II.5 Commutative 20) Buenaventura vs. CA FACTS: Defendant spouses Leonardo Joaquin and Feliciana Landrito are the parents of plaintiffs Consolacion, Nora, Emma and Natividad as well as of defendants Fidel, Tomas, Artemio, Clarita, Felicitas, Fe, and Gavino, all surnamed JOAQUIN. Sought to be declared null and void ab initio, are certain deeds of sale of real property executed by defendant parents Leonardo Joaquin and Feliciana Landrito in favor of their co-defendant children and the corresponding certificates of title issued in their names. Herein petitioners alleged that the sale of the subject properties impaired their legitime and that there was no actual valid consideration for the deeds of sale, and even assuming that there was indeed consideration, the price was grossly inadequate.

The trial court ruled in favor of the respondents and dismissed the complaint. The trial court ruled that petitioners had no valid cause of action against respondents since there can be no legitime to speak of prior to the death of their parents. On appeal, the Court of Appeals affirmed the decision of the trial court. The appellate court ruled that petitioners have no legal capacity to challenge the validity of the subject deeds since they are not parties thereto and are not principally or subsidiarily bound thereby.

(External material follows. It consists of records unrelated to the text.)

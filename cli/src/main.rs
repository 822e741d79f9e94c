mod formatter;
mod interactive;
mod server;

use anyhow::Result;
use clap::{Parser, Subcommand};
use formatter::Formatter;

#[derive(Parser)]
#[command(name = "calc")]
#[command(about = "A four-operation calculator.")]
#[command(
    long_about = "Adds, subtracts, multiplies and divides two numbers.\nThe CLI evaluates a single calculation, or serves a calculator page and a /calculate endpoint over HTTP."
)]
#[command(version)]
struct Cli {
    #[command(subcommand)]
    command: Commands,
}

#[derive(Subcommand)]
enum Commands {
    /// Evaluate one calculation and display the result
    ///
    /// Takes two operands and an operation name. Division by zero and unknown
    /// operations are reported as errors.
    ///
    /// Examples:
    ///   calc eval 4 2 add
    ///   calc eval -7.5 2.5 multiply
    ///   calc eval 10 4 divide --raw
    #[command(allow_negative_numbers = true)]
    Eval {
        /// First operand
        num1: Option<f64>,
        /// Second operand
        num2: Option<f64>,
        /// Operation to perform: add, subtract, multiply or divide
        operation: Option<String>,
        /// Output the raw value only (for piping to other tools)
        #[arg(short = 'r', long, conflicts_with = "json")]
        raw: bool,
        /// Output the response as JSON, as the HTTP endpoint returns it
        #[arg(long)]
        json: bool,
        /// Prompt for any operand or operation not given on the command line
        #[arg(short = 'i', long)]
        interactive: bool,
    },
    /// List the supported operations
    Operations,
    /// Start HTTP server (default: localhost:3000)
    ///
    /// Serves the calculator page at / and evaluates calculations via POST /calculate
    /// with num1, num2 and operation as form or query parameters.
    Server {
        /// Host address to bind to
        #[arg(long, env = "CALC_HOST", default_value = "127.0.0.1")]
        host: String,
        /// Port number to listen on
        #[arg(short, long, env = "CALC_PORT", default_value = "3000")]
        port: u16,
    },
}

fn main() {
    let cli = Cli::parse();

    let result = match cli.command {
        Commands::Eval {
            num1,
            num2,
            operation,
            raw,
            json,
            interactive,
        } => eval_command(num1, num2, operation, raw, json, interactive),
        Commands::Operations => operations_command(),
        Commands::Server { host, port } => server_command(&host, port),
    };

    if let Err(e) = result {
        eprintln!("Error: {}", e);
        std::process::exit(1);
    }
}

fn eval_command(
    num1: Option<f64>,
    num2: Option<f64>,
    operation: Option<String>,
    raw: bool,
    json: bool,
    interactive: bool,
) -> Result<()> {
    let (num1, num2, operation) = match (num1, num2, operation) {
        (Some(num1), Some(num2), Some(operation)) if !interactive => {
            (num1, num2, calc::Operation::from(operation))
        }
        (num1, num2, operation) => {
            if !interactive {
                eprintln!("Error: Missing operands\n");
                eprintln!("Usage: calc eval <NUM1> <NUM2> <OPERATION> [OPTIONS]\n");
                eprintln!("Examples:");
                eprintln!("  calc eval 4 2 add              - Add two numbers");
                eprintln!("  calc eval 10 4 divide --raw    - Print only the value");
                eprintln!("  calc eval --interactive        - Prompt for the missing values\n");
                eprintln!("To see available operations:");
                eprintln!("  calc operations");
                std::process::exit(1);
            }
            interactive::run_interactive(num1, num2, operation)?
        }
    };

    let response = calc::evaluate_operation(num1, num2, &operation);
    let formatter = Formatter::default();

    if json {
        print!("{}", formatter.format_json(&response)?);
    }

    match response.value() {
        Ok(value) => {
            if !json {
                print!(
                    "{}",
                    formatter.format_result(num1, num2, &operation, value, raw)
                );
            }
            Ok(())
        }
        Err(message) => Err(anyhow::anyhow!("{}", message)),
    }
}

fn operations_command() -> Result<()> {
    print!("{}", Formatter::default().format_operations());
    Ok(())
}

fn server_command(host: &str, port: u16) -> Result<()> {
    #[cfg(feature = "server")]
    {
        use tokio::runtime::Runtime;
        let rt = Runtime::new()?;
        rt.block_on(async {
            println!("Starting HTTP server on {}:{}", host, port);
            server::http::start_server(host, port).await
        })?;
    }

    #[cfg(not(feature = "server"))]
    {
        let _ = (host, port);
        eprintln!("Error: Server feature not enabled");
        eprintln!("Recompile with: cargo build --features server");
        std::process::exit(1);
    }

    Ok(())
}
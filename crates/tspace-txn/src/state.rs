//! Per-transaction state: the ordered op list and the status state machine.

use serde::{Deserialize, Serialize};
use tspace_error::{Result, TspaceError};
use tspace_types::{TxnId, TxnStatus};

use crate::op::Op;

/// The serializable core of a transaction, as persisted in Prepare commands
/// and snapshots.
#[derive(Debug, Clone, PartialEq, Eq, Serialize, Deserialize)]
pub struct TxnRecord {
    pub id: TxnId,
    pub identity: bool,
    pub ops: Vec<Op>,
}

/// Live state of one transaction.
///
/// Mutable while ACTIVE; sealed once it starts VOTING. Ops are applied in
/// reverse insertion order on both commit and abort, so deletions become
/// visible before the writes that preceded them.
#[derive(Debug)]
pub struct TxnState {
    id: TxnId,
    ops: Vec<Op>,
    status: TxnStatus,
    /// Guaranteed non-mutating; exempt from logging.
    identity: bool,
}

impl TxnState {
    #[must_use]
    pub fn new(id: TxnId) -> Self {
        Self {
            id,
            ops: Vec::new(),
            status: TxnStatus::Active,
            identity: false,
        }
    }

    /// An identity transaction: guaranteed not to mutate durable state.
    #[must_use]
    pub fn identity(id: TxnId) -> Self {
        Self {
            identity: true,
            ..Self::new(id)
        }
    }

    /// Rebuild a transaction from its persisted record with the given status.
    #[must_use]
    pub fn from_record(record: TxnRecord, status: TxnStatus) -> Self {
        Self {
            id: record.id,
            ops: record.ops,
            status,
            identity: record.identity,
        }
    }

    #[must_use]
    pub fn id(&self) -> &TxnId {
        &self.id
    }

    #[must_use]
    pub fn status(&self) -> TxnStatus {
        self.status
    }

    #[must_use]
    pub fn is_identity(&self) -> bool {
        self.identity
    }

    #[must_use]
    pub fn has_no_ops(&self) -> bool {
        self.ops.is_empty()
    }

    /// Ops in insertion order. Callers applying effects must iterate in
    /// reverse (see [`Self::ops_newest_first`]).
    #[must_use]
    pub fn ops(&self) -> &[Op] {
        &self.ops
    }

    /// Ops in application order: newest first.
    pub fn ops_newest_first(&self) -> impl Iterator<Item = &Op> {
        self.ops.iter().rev()
    }

    /// Append an op. Only legal while ACTIVE.
    pub fn add_op(&mut self, op: Op) -> Result<()> {
        if self.status != TxnStatus::Active {
            return Err(TspaceError::TransactionSealed {
                txn: self.id.to_string(),
                status: self.status.to_string(),
            });
        }
        self.ops.push(op);
        Ok(())
    }

    /// Vote: ACTIVE → VOTING. Idempotent for a transaction already voting or
    /// prepared; an error once terminal.
    pub fn vote(&mut self) -> Result<TxnStatus> {
        match self.status {
            TxnStatus::Active => {
                self.status = TxnStatus::Voting;
                Ok(TxnStatus::Voting)
            }
            TxnStatus::Voting | TxnStatus::Prepared => Ok(self.status),
            TxnStatus::Committed | TxnStatus::Aborted => Err(TspaceError::InvalidTransition {
                from: self.status.to_string(),
                to: TxnStatus::Voting.to_string(),
            }),
        }
    }

    /// Advance the status, enforcing the state machine.
    pub fn advance(&mut self, next: TxnStatus) -> Result<()> {
        if !self.status.can_advance_to(next) {
            return Err(TspaceError::InvalidTransition {
                from: self.status.to_string(),
                to: next.to_string(),
            });
        }
        self.status = next;
        Ok(())
    }

    /// The one authoritative "does this transaction touch durable state"
    /// predicate. Identity transactions and transactions with zero
    /// accumulated ops cannot affect anything recoverable.
    #[must_use]
    pub fn mutates_durable_state(&self) -> bool {
        !self.identity && !self.ops.is_empty()
    }

    /// Whether a commit/abort of this transaction must append to the log:
    /// only transactions that mutated durable state and reached PREPARED.
    /// Everything else is memory-only.
    #[must_use]
    pub fn requires_logging(&self) -> bool {
        self.mutates_durable_state() && self.status == TxnStatus::Prepared
    }

    #[must_use]
    pub fn record(&self) -> TxnRecord {
        TxnRecord {
            id: self.id.clone(),
            identity: self.identity,
            ops: self.ops.clone(),
        }
    }
}

#[cfg(test)]
mod tests {
    use tspace_types::{EntryRecord, Oid};

    use super::*;

    fn write_op(slot: u64) -> Op {
        Op::Write {
            record: EntryRecord::new(Oid::new(0, slot), 1, vec![], 0),
        }
    }

    #[test]
    fn test_add_op_only_while_active() {
        let mut txn = TxnState::new(TxnId::local(1));
        txn.add_op(write_op(1)).expect("add while active");
        txn.vote().expect("vote");
        let err = txn.add_op(write_op(2)).expect_err("sealed");
        assert!(matches!(err, TspaceError::TransactionSealed { .. }));
        assert_eq!(txn.ops().len(), 1);
    }

    #[test]
    fn test_vote_is_idempotent_until_terminal() {
        let mut txn = TxnState::new(TxnId::local(2));
        assert_eq!(txn.vote().expect("vote"), TxnStatus::Voting);
        assert_eq!(txn.vote().expect("re-vote"), TxnStatus::Voting);
        txn.advance(TxnStatus::Prepared).expect("prepare");
        assert_eq!(txn.vote().expect("vote prepared"), TxnStatus::Prepared);
        txn.advance(TxnStatus::Committed).expect("commit");
        assert!(txn.vote().is_err());
    }

    #[test]
    fn test_advance_rejects_illegal_transition() {
        let mut txn = TxnState::new(TxnId::local(3));
        let err = txn.advance(TxnStatus::Committed).expect_err("must fail");
        assert!(matches!(err, TspaceError::InvalidTransition { .. }));
    }

    #[test]
    fn test_skip_logging_predicate() {
        // Zero ops: never logs.
        let mut empty = TxnState::new(TxnId::local(4));
        assert!(!empty.mutates_durable_state());
        empty.vote().expect("vote");
        empty.advance(TxnStatus::Prepared).expect("prepare");
        assert!(!empty.requires_logging());

        // Identity: never logs even with ops recorded against it.
        let identity = TxnState::identity(TxnId::local(5));
        assert!(!identity.mutates_durable_state());

        // Mutating and prepared: logs.
        let mut real = TxnState::new(TxnId::local(6));
        real.add_op(write_op(1)).expect("add");
        assert!(real.mutates_durable_state());
        assert!(!real.requires_logging()); // not yet prepared
        real.vote().expect("vote");
        real.advance(TxnStatus::Prepared).expect("prepare");
        assert!(real.requires_logging());
    }

    #[test]
    fn test_ops_newest_first() {
        let mut txn = TxnState::new(TxnId::local(7));
        txn.add_op(write_op(1)).expect("add");
        txn.add_op(write_op(2)).expect("add");
        txn.add_op(Op::Take { oid: Oid::new(0, 3) }).expect("add");
        let slots: Vec<String> = txn
            .ops_newest_first()
            .map(|op| format!("{op:?}"))
            .collect();
        assert!(slots[0].contains("Take"));
        assert!(slots[2].contains("Write"));
    }

    #[test]
    fn test_record_roundtrip() {
        let mut txn = TxnState::new(TxnId::remote("jini://h:1", 9));
        txn.add_op(write_op(1)).expect("add");
        let rec = txn.record();
        let rebuilt = TxnState::from_record(rec.clone(), TxnStatus::Prepared);
        assert_eq!(rebuilt.id(), &rec.id);
        assert_eq!(rebuilt.status(), TxnStatus::Prepared);
        assert_eq!(rebuilt.ops(), rec.ops.as_slice());
    }
}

ISSUE: WON there was a valid Contract of Sale between defendant spouses and the defendant children. HELD: A contract of sale is not a real contract, but a consensual contract. As a consensual contract, a contract of sale becomes a binding and valid contract upon the meeting of the minds as to price. If there is a meeting of the minds of the parties as to the price, the contract of sale is valid, despite the manner of payment, or even the breach of that manner of payment. If the real price is not stated in the contract, then the contract of sale is valid but subject to reformation. If there is no meeting of the minds of the parties as to the price, because the price stipulated in the contract is simulated, then the contract is void. Article 1471 of the Civil Code states that if the price in a contract of sale is simulated, the sale is void. It is not the act of payment of price that determines the validity of a contract of sale. Payment of the price has nothing to do with the perfection of the contract. Payment of the price goes into the performance of the contract. Failure to pay the consideration is different from lack of consideration. The former results in a right to demand the fulfillment or cancellation of the obligation under an existing valid contract while the latter prevents the existence of a valid contract. Article 1355 of the Civil Code states: Except in cases specified by law, lesion or inadequacy of cause shall not invalidate a contract, unless there has been fraud, mistake or undue influence. Article 1470 of the Civil Code further provides: Gross inadequacy of price does not affect a contract of sale, except as may indicate a defect in the consent, or that the parties really intended a donation or some other act or contract. Petitioners failed to prove any of the instances mentioned in Articles 1355 and 1470 of the Civil Code which would invalidate, or even affect, the Deeds of Sale. Indeed, there is no requirement that the price be equal to the exact value of the subject matter of sale. All the respondents believed that they received the commutative value of what they gave.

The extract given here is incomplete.